From Lapham's Quarterly:
• In the 1790s in the United States, the average American over the age of fifteen consumed almost six gallons of pure alcohol per annum. The modern figure is 2.8. [Anybody catch Ken Burns' Prohibition on PBS?]
• About cilantro in a dish, Julia Child said, “I would pick it out if I saw it and throw it on the floor.” [Boo!]
• Among the oldest known cheeses—and reportedly Charlemagne’s favorite—Roquefort must be aged in specific limestone caves near Toulouse to earn the name. French law mandated this in 1411.
• At thirty-one ounces, the Trenta, a new drink size introduced by Starbucks in 2011, holds the same volume as the average capacity of the human stomach.
• The G8 met in Hokkaido, Japan, in July 2008 to address the global food crisis. Over an eighteen-course meal—including truffles, caviar, conger eel, Kyoto beef, and champagne—prepared by sixty chefs, the world leaders came to a consensus: “We are deeply concerned that the steep rise in global food prices coupled with availability problems in a number of developing countries is threatening global food security.”
I came across the intriguing recipe below in a well-written blog called The Traveler's Lunchbox. Will anyone be willing to try it and let us know the results? It sound fantastic (alas, my oven is broken!). One of the key steps is freezing the dough before baking.
1 teaspoon baking powder
1/2 teaspoon baking soda
2 large eggs
1 teaspoon vanilla extract
3/4 teaspoon fine salt
14 tablespoons (210g/1.75 sticks) unsalted butter, cut into chunks
3/4 cup (150g) dark brown or muscovado sugar
3/4 cup (150g) granulated sugar
2 tablespoons (30ml) flavorless vegetable oil
8 ounces (240g/about 1.5 cups) good-quality chocolate chips or your favorite bitter/semisweet chocolate cut into 1/4-inch (1/2-cm) chunks (I like Lindt Excellence 70%) OR 6 ounces (180g/about 1 cup) chocolate chunks/chips PLUS 3.5 ounces (100g/about 1 cup) toasted, chopped pecans or walnuts
flaky sea salt, for finishing (e.g. Maldon)
Stir together the flour, baking powder and baking soda in a bowl; set aside. Stir together the eggs, vanilla and salt in another bowl; set aside. Microwave the butter on high power until just melted but not hot, 30 to 45 seconds; set aside. Mix the brown and granulated sugars in a large bowl, then stir in melted butter and oil until smooth.

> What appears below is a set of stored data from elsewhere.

//! Core data models for the shift scheduler.
//!
//! This module contains all the domain models used throughout the scheduler.

mod day;
mod employee;
mod outcome;
mod schedule;
mod shift_type;

pub use day::Day;
pub use employee::{EmployeePreferences, Roster};
pub use outcome::{Assignment, AssignmentSource, ScheduleOutcome, StaffingWarning};
pub use schedule::Schedule;
pub use shift_type::{ShiftType, is_permutation};
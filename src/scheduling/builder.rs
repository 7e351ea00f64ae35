//! The weekly schedule builder.
//!
//! This module implements the random-greedy heuristic: a shuffle of the
//! roster, a fixed number of preference rounds, then a staffing backfill.
//! It is a bounded best-effort pass with no backtracking.

use std::collections::BTreeMap;
use std::time::Instant;

use chrono::Utc;
use rand::rngs::StdRng;
use rand::seq::SliceRandom;
use rand::{Rng, SeedableRng};
use tracing::{debug, info, warn};
use uuid::Uuid;

use crate::config::SchedulerConfig;
use crate::models::{AssignmentSource, Day, EmployeePreferences, Roster, ScheduleOutcome};

use super::backfill::backfill;
use super::ledger::AssignmentLedger;
use super::staffing::staffing_warnings;

/// Builds a week of shift assignments from employee preferences.
///
/// The random source is injected so callers can choose between
/// reproducible (seeded) and non-reproducible runs.
///
/// # Example
///
/// ```
/// use shift_scheduler::config::SchedulerConfig;
/// use shift_scheduler::models::{Day, EmployeePreferences, Roster, ShiftType};
/// use shift_scheduler::scheduling::ScheduleBuilder;
///
/// let mut roster = Roster::new();
/// roster.add(EmployeePreferences::new("Alice", [ShiftType::Morning; 7])).unwrap();
///
/// let builder = ScheduleBuilder::new(SchedulerConfig::default());
/// let outcome = builder.build_seeded(&roster, 42);
///
/// assert_eq!(outcome.schedule.days_worked("Alice"), 5);
/// assert_eq!(outcome.schedule.shift_of("Alice", Day::Monday), Some(ShiftType::Morning));
/// ```
#[derive(Debug, Clone, Default)]
pub struct ScheduleBuilder {
    config: SchedulerConfig,
}

impl ScheduleBuilder {
    /// Creates a builder with the given limits.
    pub fn new(config: SchedulerConfig) -> Self {
        Self { config }
    }

    /// Builds a schedule using `seed` for every random choice.
    ///
    /// Two calls with the same roster (in the same order) and the same seed
    /// produce the same schedule.
    pub fn build_seeded(&self, roster: &Roster, seed: u64) -> ScheduleOutcome {
        self.build(roster, &mut StdRng::seed_from_u64(seed))
    }

    /// Builds a schedule using thread-local OS entropy.
    pub fn build_with_entropy(&self, roster: &Roster) -> ScheduleOutcome {
        self.build(roster, &mut rand::rng())
    }

    /// Builds a schedule, drawing tie-breaks from `rng`.
    pub fn build<R: Rng + ?Sized>(&self, roster: &Roster, rng: &mut R) -> ScheduleOutcome {
        let start_time = Instant::now();
        let schedule_id = Uuid::new_v4();
        info!(
            schedule_id = %schedule_id,
            employees = roster.len(),
            "Building weekly schedule"
        );

        let mut employees: Vec<&EmployeePreferences> = roster.employees().iter().collect();
        employees.shuffle(rng);

        let mut ledger = AssignmentLedger::new(self.config.max_days_per_employee);
        self.run_preference_rounds(&employees, &mut ledger);
        backfill(
            &employees,
            &mut ledger,
            self.config.min_employees_per_shift,
            rng,
        );

        let days_worked: BTreeMap<String, usize> = roster
            .employees()
            .iter()
            .map(|e| (e.name.clone(), ledger.days_worked(&e.name)))
            .collect();
        let (schedule, assignments) = ledger.finish();

        let warnings = staffing_warnings(&schedule, self.config.min_employees_per_shift);
        for warning in &warnings {
            warn!(
                schedule_id = %schedule_id,
                day = %warning.day,
                shift = %warning.shift,
                assigned = warning.assigned,
                required = warning.required,
                "Shift below staffing minimum"
            );
        }

        let duration = start_time.elapsed();
        info!(
            schedule_id = %schedule_id,
            assignments = assignments.len(),
            understaffed_shifts = warnings.len(),
            duration_us = duration.as_micros(),
            "Schedule built"
        );

        ScheduleOutcome {
            schedule_id,
            timestamp: Utc::now(),
            engine_version: env!("CARGO_PKG_VERSION").to_string(),
            schedule,
            assignments,
            days_worked,
            warnings,
            duration_us: duration.as_micros() as u64,
        }
    }

    fn run_preference_rounds<'a>(
        &self,
        employees: &[&'a EmployeePreferences],
        ledger: &mut AssignmentLedger<'a>,
    ) {
        for round in 1..=self.config.assignment_passes {
            let before = ledger.placements();
            for (index, employee) in employees.iter().copied().enumerate() {
                if ledger.under_weekly_cap(&employee.name) {
                    self.place_once(index, employee, round, ledger);
                }
            }
            debug!(
                round,
                placements = ledger.placements() - before,
                "Preference round complete"
            );
        }
    }

    /// Places `employee` on the first free day of the week, scanning from
    /// the day matching their position in the shuffled list. Returns false
    /// if every day is taken.
    fn place_once<'a>(
        &self,
        index: usize,
        employee: &'a EmployeePreferences,
        round: usize,
        ledger: &mut AssignmentLedger<'a>,
    ) -> bool {
        let name = employee.name.as_str();
        for offset in 0..Day::COUNT {
            let day = Day::from_index_wrapping(index + offset);
            if !ledger.can_assign(name, day) {
                continue;
            }

            let preferred = employee.preferred(day);
            if ledger.count(day, preferred) < self.config.preferred_shift_cap {
                ledger.assign(
                    name,
                    day,
                    preferred,
                    AssignmentSource::Preferred,
                    Some(round),
                );
                return true;
            }

            // Day and weekly caps already hold, so the first other shift wins;
            // its occupancy is not checked.
            let fallback = employee
                .fallback_order(preferred)
                .into_iter()
                .find(|shift| *shift != preferred);
            if let Some(shift) = fallback {
                ledger.assign(name, day, shift, AssignmentSource::Fallback, Some(round));
                return true;
            }
        }
        false
    }
}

Add the egg mixture and stir until smooth and creamy. Add the dry ingredients and stir again until smooth. Stir in chocolate and nuts, if using. If the dough is very soft, refrigerate it until it's firm enough to shape. Roll the dough into golf-ball-sized spheres (I made them 60 grams/2.1 oz each) and arrange on a pan that will fit in your freezer. Freeze until the dough is hard, at least 30 minutes. (Once the dough balls are frozen, they can be stored in freezer bags up to 3 months and baked as the craving strikes.)
Meanwhile, put an oven rack into the upper middle position and preheat to 400F/200C. Working in half batches, place 8 frozen dough balls onto a parchment-lined cookie sheet leaving at least 2 inches (5cm) between them. Sprinkle the top of each ball with a pinch of flaky salt (don't worry if some salt falls onto the parchment—the cookies will pick up the stray flakes as they spread). Bake until set but not yet brown, 8 to 10 minutes. Reduce oven temperature to 350F/175C. Continue to bake until cookies are golden-brown around the edges and lightly colored on top, about 8-10 minutes longer. If your cookies are smaller than Pam's, you may have to shorten each stage by a minute or two. My cue for taking them out is that the cookies are lightly puffed all over except for the centers, which should still look a little underdone. Let the cookies cool on the sheet before removing them to a rack. Repeat for the remaining cookies, preheating oven to 400F/200C again before baking each batch.
The cookies can supposedly be stored in an airtight container up to 5 days, though I recommend freezing the ones you won't eat within a couple of days and thawing them as needed (I find this also helps to moderate consumption!).